** What you are asked to do **
I need every line that includes the word "growth" copied from the material.
++++
// Static wellness content: recommendations keyed by mood, and affirmations.

use rand::seq::SliceRandom;
use serde::Serialize;

#[derive(Debug, Clone, Copy, PartialEq, Eq, Serialize)]
#[serde(rename_all = "lowercase")]
pub enum RecommendationKind {
    Breathing,
    Activity,
    Mindfulness,
    Gratitude,
}

#[derive(Debug, Clone, PartialEq, Serialize)]
#[serde(rename_all = "camelCase")]
pub struct Recommendation {
    pub id: &'static str,
    pub title: &'static str,
    pub description: &'static str,
    #[serde(rename = "type")]
    pub kind: RecommendationKind,
    pub mood_trigger: &'static [&'static str],
}

pub static RECOMMENDATIONS: [Recommendation; 6] = [
    Recommendation {
        id: "1",
        title: "Deep Breathing Exercise",
        description: "Take 5 deep breaths, inhaling for 4 counts and exhaling for 6 counts",
        kind: RecommendationKind::Breathing,
        mood_trigger: &["sad", "verysad", "neutral"],
    },
    Recommendation {
        id: "2",
        title: "Take a Walk",
        description: "A 10-minute walk can boost your mood and energy levels",
        kind: RecommendationKind::Activity,
        mood_trigger: &["sad", "neutral"],
    },
    Recommendation {
        id: "3",
        title: "Practice Gratitude",
        description: "Write down 3 things you're grateful for today",
        kind: RecommendationKind::Gratitude,
        mood_trigger: &["sad", "verysad", "neutral"],
    },
    Recommendation {
        id: "4",
        title: "Mindful Moment",
        description: "Take 2 minutes to focus on your surroundings using your 5 senses",
        kind: RecommendationKind::Mindfulness,
        mood_trigger: &["sad", "verysad", "neutral"],
    },
    Recommendation {
        id: "5",
        title: "Listen to Music",
        description: "Play your favorite uplifting song and really listen to it",
        kind: RecommendationKind::Activity,
        mood_trigger: &["sad", "neutral"],
    },
    Recommendation {
        id: "6",
        title: "Progressive Muscle Relaxation",
        description: "Tense and release each muscle group for 5 seconds",
        kind: RecommendationKind::Breathing,
        mood_trigger: &["sad", "verysad"],
    },
];

// Catalog entries tagged with `mood`, in catalog order.
pub fn recommendations_for_mood(mood: &str) -> Vec<&'static Recommendation> {
    RECOMMENDATIONS
        .iter()
        .filter(|r| r.mood_trigger.iter().any(|m| *m == mood))
        .collect()
}

#[derive(Debug, Clone, PartialEq, Serialize)]
pub struct Affirmation {
    pub id: &'static str,
    pub text: &'static str,
    pub category: &'static str,
}

pub static AFFIRMATIONS: [Affirmation; 8] = [
    Affirmation { id: "1", text: "I am worthy of love and happiness", category: "self-love" },
    Affirmation { id: "2", text: "This feeling is temporary and will pass", category: "resilience" },
    Affirmation { id: "3", text: "I have overcome challenges before and I can do it again", category: "strength" },
    Affirmation { id: "4", text: "I choose to focus on what I can control", category: "mindfulness" },
    Affirmation { id: "5", text: "I am grateful for the good things in my life", category: "gratitude" },
    Affirmation { id: "6", text: "I deserve to take care of myself", category: "self-care" },
    Affirmation { id: "7", text: "Every day is a new opportunity to grow", category: "growth" },
    Affirmation { id: "8", text: "I am enough, just as I am", category: "self-acceptance" },
];

pub fn affirmations_by_category(category: &str) -> Vec<&'static Affirmation> {
    AFFIRMATIONS.iter().filter(|a| a.category == category).collect()
}

pub fn random_affirmation<R: rand::Rng + ?Sized>(rng: &mut R) -> &'static Affirmation {
    // AFFIRMATIONS is never empty
    AFFIRMATIONS.choose(rng).unwrap_or(&AFFIRMATIONS[0])
}

#[cfg(test)]
mod tests {
    use super::*;
    use rand::{SeedableRng, rngs::StdRng};

    #[test]
    fn sad_matches_every_recommendation() {
        let ids: Vec<&str> = recommendations_for_mood("sad").iter().map(|r| r.id).collect();
        assert_eq!(ids, vec!["1", "2", "3", "4", "5", "6"]);
    }

    #[test]
    fn very_sad_keeps_catalog_order() {
        let ids: Vec<&str> = recommendations_for_mood("verysad").iter().map(|r| r.id).collect();
        assert_eq!(ids, vec!["1", "3", "4", "6"]);
    }

    #[test]
    fn happy_gets_nothing() {
        assert!(recommendations_for_mood("happy").is_empty());
        assert!(recommendations_for_mood("unknown").is_empty());
    }

    #[test]
    fn affirmation_lookup() {
        let found = affirmations_by_category("growth");
        assert_eq!(found.len(), 1);
        assert_eq!(found[0].id, "7");
        assert!(affirmations_by_category("nope").is_empty());

        let mut rng = StdRng::seed_from_u64(7);
        let pick = random_affirmation(&mut rng);
        assert!(AFFIRMATIONS.iter().any(|a| a.id == pick.id));
    }

    #[test]
    fn recommendation_serializes_kind_as_type() {
        let v = serde_json::to_value(&RECOMMENDATIONS[1]).unwrap();
        assert_eq!(v["type"], "activity");
        assert_eq!(v["moodTrigger"][0], "sad");
    }
}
++++
** Answer to the exercise **
    Affirmation { id: "7", text: "Every day is a new opportunity to grow", category: "growth" },
        let found = affirmations_by_category("growth");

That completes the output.